Fractured Tooth/Filling

Fractured Tooth or Filling

  • If the tooth is broken, chipped, or fractured and there is no other damage requiring hospital care, then go to the dentist within 2-3 hours. Quick action can save the tooth, prevent infection, and reduce the need for extensive dental treatment. The dentist can smooth minor chips. The tooth may also need to be restored with a composite filling.
  • Stop any bleeding by applying direct gentle pressure to the gums. If an upper tooth, apply pressure to the gums above the tooth. If a lower tooth, apply pressure to the gums below the tooth. Do NOT press directly on the broken tooth.
  • Rinse the mouth with warm water and apply cold compresses to reduce swelling.
  • Find the broken tooth fragments and bring the pieces with you, since they may be able to be "cemented" back together.
  • To avoid further aggravation from the damaged tooth, place a piece of soft wax into the area that was chipped. You can also try Dentemp or Tempanol for temporary filling material.

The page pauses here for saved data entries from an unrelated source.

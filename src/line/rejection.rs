use super::side::Side;
use crate::cards::Card;

/// Reasons a play is refused at the line boundary.
/// A refused play leaves the line untouched.
#[derive(Debug, Clone, Copy, PartialEq, Eq, thiserror::Error)]
pub enum Rejection {
    #[error("stone {0} is not on the line")]
    OutOfBounds(usize),
    #[error("stone {stone} is closed on side {side}")]
    Closed { stone: usize, side: Side },
    #[error("card {0} is already on the line")]
    Duplicate(Card),
}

  • Eat only soft foods. Avoid this side of your mouth when eating. Avoid food and drink that are hot or cold, and eat only lukewarm.
  • Do not take aspirin or aspirin-substitutes that can slow clotting. Try 400-800 mg of ibuprofen (Advil or Motrin) or 200-400 mg of naproxen sodium (Aleve), only if you neither are allergic nor have any medications that could interact with these medications. Follow instructions of the medication and/or the doctor.
  • The more the tooth is bothering you before you go to the dentist, the more difficult it is for the dentist to treat you comfortably.
  • If the pulp is damaged, it can mean a root canal.
  • This tooth may need a full permanent crown to protect it from further breakage and tooth loss.